Exterior of the Zara store in Tokyo, taken at night, lit up and brightly colored with a large digital advertising screen at top center.
Photo by Comunicacioninditex on Wikimedia, Creative Commons license (CC BY-SA 4.0).

Ultra-Fast Fashion

There is an even faster fashion now, referred to as ultra-fast fashion. Brands include SHEIN, Missguided, Forever 21, Zaful, Boohoo, and Fashion Nova. It is a recent phenomenon that is as bad as it sounds.6Ultra fast fashion turns fast fashion’s ‘weeks’ into days and ‘dozens of styles’ into hundreds and thousands. The numbers alone sound sinister. Brands like SHEIN and Boohoo are reportedly posting thousands of new styles to their websites on a daily basis. Sometimes, knockoffs of trending celebrity and pop culture styles will appear online in as little as 24 hours.” Social media, influencer culture, and online hauls certainly stoked the fire in the creation of ultra-fast fashion.7

“A generation now views ultra-fast fashion’s historically low price points and disposable culture as the norm, with many young people considering garments worn out after only a few washes. This overproduction and quick disposal has exacerbated fashion’s waste crisis.”8

H&M Store, Times Square in New York City, photo taken at night with store and billboards bright and lit up.
H&M Store, Times Square in New York City. Photo by Will Buckner on Flickr, Creative Commons license (CC BY 2.0).

Wasteful Overproduction

Companies produce more clothing than can be consumed. Some companies trash or burn the excess. “An estimated 2.2 billion pounds of overstock and unsold clothing are landfilled or incinerated around the world every year, according to a 2018 report by the Ellen MacArthur Foundation…Two billion pounds of clothes is the equivalent in weight of 5 billion T-shirts, enough leftover stock to dress the adult population of the planet. In 2018, H&M announced that the brand was stuck with 4.3 billion dollars worth of unsold goods.” It’s not just fast fashion companies, either. The same year, the luxury brand Burberry was caught destroying excess clothing and accessories worth around $24 million.9 

A woman reaching for a handbag. sourrounded by racks of clothing in a clothing or department store. The clothes appear to be organized by color.
Photo by Alexander Kovacs on Unsplash.

Environmental Costs

The world produces around 100 billion articles of clothing annually, and “92 million tonnes end up in landfills.”10 Fast fashion causes extensive damage to the planet, exploits workers, and harms animals.11 The fashion industry produces 10% of all carbon emissions and it is the second-largest consumer of water.12 

Clothing production requires tons of water. For example, it takes almost 2,000 gallons of water to produce a single pair of jeans. Worse, “the fashion industry is responsible for 20% of all industrial water pollution worldwide.”13 Textile dyeing is the world’s second-largest polluter of water as the wastewater from it is often dumped into bodies of water.

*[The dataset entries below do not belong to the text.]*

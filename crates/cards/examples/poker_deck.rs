// Copyright (C) 2025 Vince Vasta
// SPDX-License-Identifier: Apache-2.0

//! Seed a poker deck and run a few queries.
#![warn(clippy::all, rust_2018_idioms, missing_docs)]
use anyhow::Result;

use cardstock_cards::Deck;

fn main() -> Result<()> {
    env_logger::builder()
        .filter_level(log::LevelFilter::Debug)
        .format_target(false)
        .format_timestamp_millis()
        .init();

    let mut deck = Deck::new();
    deck.seed_deck("poker")?;

    println!("Hearts:");
    for card in deck.find(Some("hearts"), None)? {
        println!("  {card}");
    }

    let aces = deck.find(None, Some("A"))?;
    println!("{} aces", aces.len());

    let faces = deck.filter(|card| matches!(card.value(), "J" | "Q" | "K"));
    println!("{} face cards", faces.len());

    Ok(())
}
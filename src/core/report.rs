//! Reporting business logic - read-only aggregation over the ledger.
//!
//! Revenue totals, per-article sales and the member balance sheet are
//! computed over active (non-cancelled) bookings. The ad-hoc SQL console
//! runs on a dedicated read-only connection and additionally refuses
//! anything that is not a single `SELECT`/`WITH` statement, so it can never
//! piggyback on a mutating transaction.

use crate::{
    entities::{Booking, Report, article, booking, report},
    errors::{Error, Result},
};
use sea_orm::{FromQueryResult, JsonValue, QueryOrder, Set, Statement, prelude::*};
use serde::Serialize;
use std::collections::HashMap;

/// Revenue summary for a time range.
#[derive(Debug, Clone, Serialize)]
pub struct RevenueSummary {
    /// Gross revenue of active purchases
    pub umsatz: f64,
    /// Number of active purchases
    pub buchungen: u64,
    /// Number of cancelled purchases in the range
    pub storniert: u64,
    /// Total value of the cancelled purchases
    pub storniert_summe: f64,
}

/// Sales aggregate for one article.
#[derive(Debug, Clone, Serialize)]
pub struct ArticleSales {
    /// Article id
    pub artikel_id: i64,
    /// Article name
    pub name: String,
    /// Quantity sold (active purchases)
    pub menge: i64,
    /// Revenue (active purchases)
    pub umsatz: f64,
}

/// Balance sheet over all members.
#[derive(Debug, Clone, Serialize)]
pub struct BalanceSheet {
    /// All members, ordered by name
    pub mitglieder: Vec<crate::entities::MemberModel>,
    /// Sum of all balances
    pub gesamt: f64,
}

/// Computes the revenue summary over purchases within a time range.
///
/// Manual adjustments (article-less bookings) are ledger entries, not
/// sales, and are excluded.
pub async fn revenue_summary(
    db: &DatabaseConnection,
    start: DateTimeUtc,
    end: DateTimeUtc,
) -> Result<RevenueSummary> {
    let bookings = purchases_in_range(db, start, end).await?;

    let mut summary = RevenueSummary {
        umsatz: 0.0,
        buchungen: 0,
        storniert: 0,
        storniert_summe: 0.0,
    };
    for b in &bookings {
        if b.is_cancelled() {
            summary.storniert += 1;
            summary.storniert_summe += b.gesamtpreis;
        } else {
            summary.buchungen += 1;
            summary.umsatz += b.gesamtpreis;
        }
    }

    Ok(summary)
}

/// Per-article quantity and revenue within a time range, highest revenue
/// first.
pub async fn article_sales(
    db: &DatabaseConnection,
    start: DateTimeUtc,
    end: DateTimeUtc,
) -> Result<Vec<ArticleSales>> {
    let bookings = purchases_in_range(db, start, end).await?;

    let mut per_article: HashMap<i64, (i64, f64)> = HashMap::new();
    for b in bookings.iter().filter(|b| !b.is_cancelled()) {
        if let Some(artikel_id) = b.artikel_id {
            let entry = per_article.entry(artikel_id).or_insert((0, 0.0));
            entry.0 += i64::from(b.menge);
            entry.1 += b.gesamtpreis;
        }
    }

    let names: HashMap<i64, String> = crate::entities::Article::find()
        .filter(article::Column::Id.is_in(per_article.keys().copied().collect::<Vec<_>>()))
        .all(db)
        .await?
        .into_iter()
        .map(|a| (a.id, a.name))
        .collect();

    let mut sales: Vec<ArticleSales> = per_article
        .into_iter()
        .map(|(artikel_id, (menge, umsatz))| ArticleSales {
            artikel_id,
            name: names.get(&artikel_id).cloned().unwrap_or_default(),
            menge,
            umsatz,
        })
        .collect();
    sales.sort_by(|a, b| {
        b.umsatz
            .total_cmp(&a.umsatz)
            .then_with(|| a.name.cmp(&b.name))
    });

    Ok(sales)
}

/// The balance sheet: every member with the summed total.
pub async fn member_balances(db: &DatabaseConnection) -> Result<BalanceSheet> {
    let mitglieder = crate::core::member::get_all_members(db).await?;
    let gesamt = mitglieder.iter().map(|m| m.guthaben).sum();
    Ok(BalanceSheet { mitglieder, gesamt })
}

/// Rejects everything that is not a single read-only statement.
///
/// First line of defense; the connection the console runs on is opened
/// `mode=ro` as well.
pub fn ensure_readonly(sql: &str) -> Result<()> {
    let trimmed = sql.trim();
    if trimmed.is_empty() {
        return Err(Error::QueryRejected {
            message: "empty statement".to_string(),
        });
    }

    let body = trimmed.strip_suffix(';').unwrap_or(trimmed);
    if body.contains(';') {
        return Err(Error::QueryRejected {
            message: "multiple statements are not allowed".to_string(),
        });
    }

    let first_word = body
        .split_whitespace()
        .next()
        .unwrap_or("")
        .to_ascii_lowercase();
    if first_word != "select" && first_word != "with" {
        return Err(Error::QueryRejected {
            message: "only SELECT statements are allowed".to_string(),
        });
    }

    Ok(())
}

/// Executes an ad-hoc query on the read-only connection.
///
/// Returns each row as a JSON object keyed by column name.
pub async fn execute_readonly(db: &DatabaseConnection, sql: &str) -> Result<Vec<JsonValue>> {
    ensure_readonly(sql)?;

    let stmt = Statement::from_string(db.get_database_backend(), sql.trim().to_owned());
    JsonValue::find_by_statement(stmt)
        .all(db)
        .await
        .map_err(Into::into)
}

/// Lists the saved reports, ordered by name.
pub async fn list_reports(db: &DatabaseConnection) -> Result<Vec<report::Model>> {
    Report::find()
        .order_by_asc(report::Column::Name)
        .all(db)
        .await
        .map_err(Into::into)
}

/// Saves a named query after checking it against the read-only guard.
pub async fn save_report(
    db: &DatabaseConnection,
    name: String,
    sql: String,
) -> Result<report::Model> {
    if name.trim().is_empty() {
        return Err(Error::validation("Berichtsname darf nicht leer sein."));
    }
    ensure_readonly(&sql)?;

    let model = report::ActiveModel {
        name: Set(name.trim().to_string()),
        sql: Set(sql.trim().to_string()),
        ..Default::default()
    };
    model.insert(db).await.map_err(Into::into)
}

/// Deletes a saved report.
pub async fn delete_report(db: &DatabaseConnection, bericht_id: i64) -> Result<()> {
    Report::find_by_id(bericht_id)
        .one(db)
        .await?
        .ok_or(Error::ReportNotFound { id: bericht_id })?;
    Report::delete_by_id(bericht_id).exec(db).await?;
    Ok(())
}

/// Runs a saved report on the read-only connection.
///
/// `db` loads the report definition; `readonly_db` executes it.
pub async fn run_report(
    db: &DatabaseConnection,
    readonly_db: &DatabaseConnection,
    bericht_id: i64,
) -> Result<Vec<JsonValue>> {
    let saved = Report::find_by_id(bericht_id)
        .one(db)
        .await?
        .ok_or(Error::ReportNotFound { id: bericht_id })?;
    execute_readonly(readonly_db, &saved.sql).await
}

async fn purchases_in_range(
    db: &DatabaseConnection,
    start: DateTimeUtc,
    end: DateTimeUtc,
) -> Result<Vec<booking::Model>> {
    Booking::find()
        .filter(booking::Column::Zeitstempel.between(start, end))
        .filter(booking::Column::ArtikelId.is_not_null())
        .all(db)
        .await
        .map_err(Into::into)
}
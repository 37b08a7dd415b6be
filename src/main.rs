use barkasse::errors::Result;
use barkasse::web::{AppState, auth::SessionKeys, serve};
use barkasse::{config, core::booking::PurchasePolicy};
use dotenvy::dotenv;
use std::sync::Arc;
use tracing::{error, info};
use tracing_subscriber::EnvFilter;

#[tokio::main]
async fn main() -> Result<()> {
    // 1. Initialize tracing (as early as possible)
    tracing_subscriber::fmt()
        .with_env_filter(
            EnvFilter::try_from_default_env().unwrap_or_else(|_| EnvFilter::new("info")),
        )
        .init();

    // 2. Load .env file; env vars can also be set externally
    dotenv().ok();

    // 3. Load the application configuration
    let app_config = config::settings::load_default_config()
        .inspect_err(|e| error!("Failed to load configuration: {e}"))?;
    info!("Configuration loaded.");

    // 4. Initialize the database
    let db = config::database::create_connection(&app_config.database.url)
        .await
        .inspect_err(|e| error!("Failed to connect to database: {e}"))?;
    config::database::create_tables(&db).await?;
    info!("Database initialized.");

    // 5. Seed articles and the initial admin user
    config::database::seed_articles(&db, &app_config.articles, app_config.policy.default_minimum_stock)
        .await
        .inspect_err(|e| error!("Failed to seed articles: {e}"))?;
    config::database::ensure_admin_user(&db)
        .await
        .inspect_err(|e| error!("Failed to create admin user: {e}"))?;

    // 6. Open the read-only connection for the admin SQL console
    let readonly_db = config::database::create_readonly_connection(&app_config.database.url)
        .await
        .inspect_err(|e| error!("Failed to open read-only connection: {e}"))?;

    // 7. Run the HTTP server
    let policy: PurchasePolicy = app_config.policy.clone();
    let state = AppState {
        db,
        readonly_db,
        policy: Arc::new(policy),
        sessions: Arc::new(SessionKeys::from_env()),
    };
    serve(state, &app_config.server.bind).await
}
//! Barkasse - point-of-sale and membership ledger for a small bar.
//!
//! Members hold a prepaid balance, purchases debit that balance and
//! decrement article stock, and an admin area manages members, articles,
//! reports and data export/import. The booking core (purchases,
//! cancellations, manual adjustments and the blacklist policy) lives in
//! [`core::booking`]; everything else is plumbing around it.

// Deny the most critical lints that could lead to bugs or security issues
#![deny(
    // Security and correctness
    unsafe_code,
    unsafe_op_in_unsafe_fn,

    // Code quality - things that are almost always bugs
    unreachable_code,
    unreachable_patterns,
    unused_must_use,

    // Documentation - broken links are bugs
    rustdoc::broken_intra_doc_links,
    rustdoc::private_intra_doc_links,
)]
// Warn on things that should be fixed but aren't necessarily bugs
#![warn(
    missing_docs,

    // Clippy categories for overall code quality
    clippy::all,
    clippy::pedantic,

    // Correctness
    clippy::dbg_macro,
    clippy::exit,
    clippy::expect_used,
    clippy::float_cmp,
    clippy::panic,
    clippy::todo,
    clippy::unimplemented,
    clippy::unwrap_used,

    // Style consistency
    clippy::semicolon_if_nothing_returned,
    clippy::wildcard_imports,

    // Future compatibility
    future_incompatible,
    rust_2018_idioms,
)]
// Allow some pedantic lints that are too noisy or not applicable
#![allow(
    clippy::module_name_repetitions,  // Common pattern in Rust
    clippy::missing_errors_doc,        // Will add gradually
    clippy::missing_panics_doc,        // Will add gradually
)]

/// Configuration management for database and application settings
pub mod config;
/// Core business logic - booking, member, article and reporting operations
pub mod core;
/// SeaORM entity definitions for database tables
pub mod entities;
/// Unified error types and result handling
pub mod errors;
/// HTTP surface - bar-side API, admin area, session auth
pub mod web;

#[cfg(test)]
pub mod test_utils;
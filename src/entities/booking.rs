//! Booking entity - A recorded purchase or manual ledger adjustment.
//!
//! `artikel_id` is `None` for manual balance adjustments (recharges and
//! imports). `preis_pro_einheit` is a snapshot of the article price at
//! purchase time and is never recomputed; `gesamtpreis` is stored alongside
//! it. `storniert` is the cancellation marker: `None` means active,
//! `Some(t)` means cancelled at `t`. A booking's effect on the member
//! balance is always `guthaben -= gesamtpreis`, so manual adjustments encode
//! credits as negative totals.

use sea_orm::entity::prelude::*;
use serde::{Deserialize, Serialize};

/// Booking database model
#[derive(Clone, Debug, PartialEq, DeriveEntityModel, Serialize, Deserialize)]
#[sea_orm(table_name = "buchung")]
pub struct Model {
    /// Unique identifier for the booking
    #[sea_orm(primary_key)]
    pub id: i64,
    /// Member this booking belongs to
    pub mitglied_id: i64,
    /// Purchased article, `None` for manual ledger adjustments
    pub artikel_id: Option<i64>,
    /// Purchased quantity
    pub menge: i32,
    /// Unit price at purchase time (snapshot)
    pub preis_pro_einheit: f64,
    /// Stored total: `menge * preis_pro_einheit`
    pub gesamtpreis: f64,
    /// Creation time, immutable
    pub zeitstempel: DateTimeUtc,
    /// Cancellation marker: `None` = active, `Some(t)` = cancelled at `t`
    pub storniert: Option<DateTimeUtc>,
}

/// Defines relationships between Booking and other entities
#[derive(Copy, Clone, Debug, EnumIter, DeriveRelation)]
pub enum Relation {
    /// Each booking belongs to one member
    #[sea_orm(
        belongs_to = "super::member::Entity",
        from = "Column::MitgliedId",
        to = "super::member::Column::Id"
    )]
    Member,
    /// Each article booking references one article
    #[sea_orm(
        belongs_to = "super::article::Entity",
        from = "Column::ArtikelId",
        to = "super::article::Column::Id"
    )]
    Article,
}

impl Related<super::member::Entity> for Entity {
    fn to() -> RelationDef {
        Relation::Member.def()
    }
}

impl Related<super::article::Entity> for Entity {
    fn to() -> RelationDef {
        Relation::Article.def()
    }
}

impl ActiveModelBehavior for ActiveModel {}

impl Model {
    /// Whether this booking is currently cancelled.
    #[must_use]
    pub const fn is_cancelled(&self) -> bool {
        self.storniert.is_some()
    }
}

“The way we manufacture new clothes is truly unsustainable, commanding a staggering level of resources, especially water, chemicals, and fossil fuels, that can’t continue. Each year, clothing production requires 24 trillion gallons of water, enough to fill 37 million Olympic-sized pools. And the fashion industry spews more globe-warming carbon dioxide annually than all international flights and maritime shipping combined.” -Elizabeth L. Cline14

Stacks of blue denim jeans on a table in a clothing store.
Image by Linda Lioe from Pixabay.

Poor Labor Standards and Pitiful Wages

“Only 2 percent of the 40 million garment workers around the world earn a living wage – it effectively amounts to modern-day slavery.”15

Across the world, workers experience unsafe working conditions and low wages that are far below the minimum wage. Companies require garment workers to work long hours through forced overtime, often apply impossible quotas to their daily production, and sometimes even inflict abuse. They also expose workers to many chemicals and pollutants, which jeopardize their health. Unionization attempts and campaigns for improvements in safety, conditions, wages, sick pay, and job security are often barred by the threat of job losses and sometimes violence.16

The garment, textile, and footwear workers around the world deserve better. “Fashion is a powerful industry, one that can and should lift people out of poverty rather than trap them in it. It is a multitrillion-dollar business, with plenty of wealth to go around. And yet, according to Oxfam, the top fashion CEOs earn in four days what the average garment worker will make in a lifetime.” Increasing wages would require only a 1 to 4 percent increase in retail prices.17

“The difference in what it would cost for people to not to have to make these kinds of choices between paying rent and putting food on the table is less than a dollar per garment. Why in the world would any company choose every day to prioritize their profits and paying the lowest price possible over ending that kind of human suffering? Especially when it’s not complicated or unaffordable to fix it.” -Sarah Adler-Milstein, co-author of Sewing Hope: How One Factory Challenges the Apparel Industry’s Sweatshops18

Photo of the Eastex Garment Co. Ltd factory in Cambodia, one of garment factories that supplies Swedish company H&M. Shows women sitting at sewing machines in a large factory room with a conveyor belt running through the center.
Photo of the Eastex Garment Co. Ltd factory in Cambodia, one of garment factories that supplies H&M. Photo by U.S. Embassy Phnom Penh on Flickr, Creative Commons license (CC BY-ND 2.0).

World Exports

World map showing clothing exports with monetary amounts.
Map courtesy of HowMuch.net, a financial literacy website.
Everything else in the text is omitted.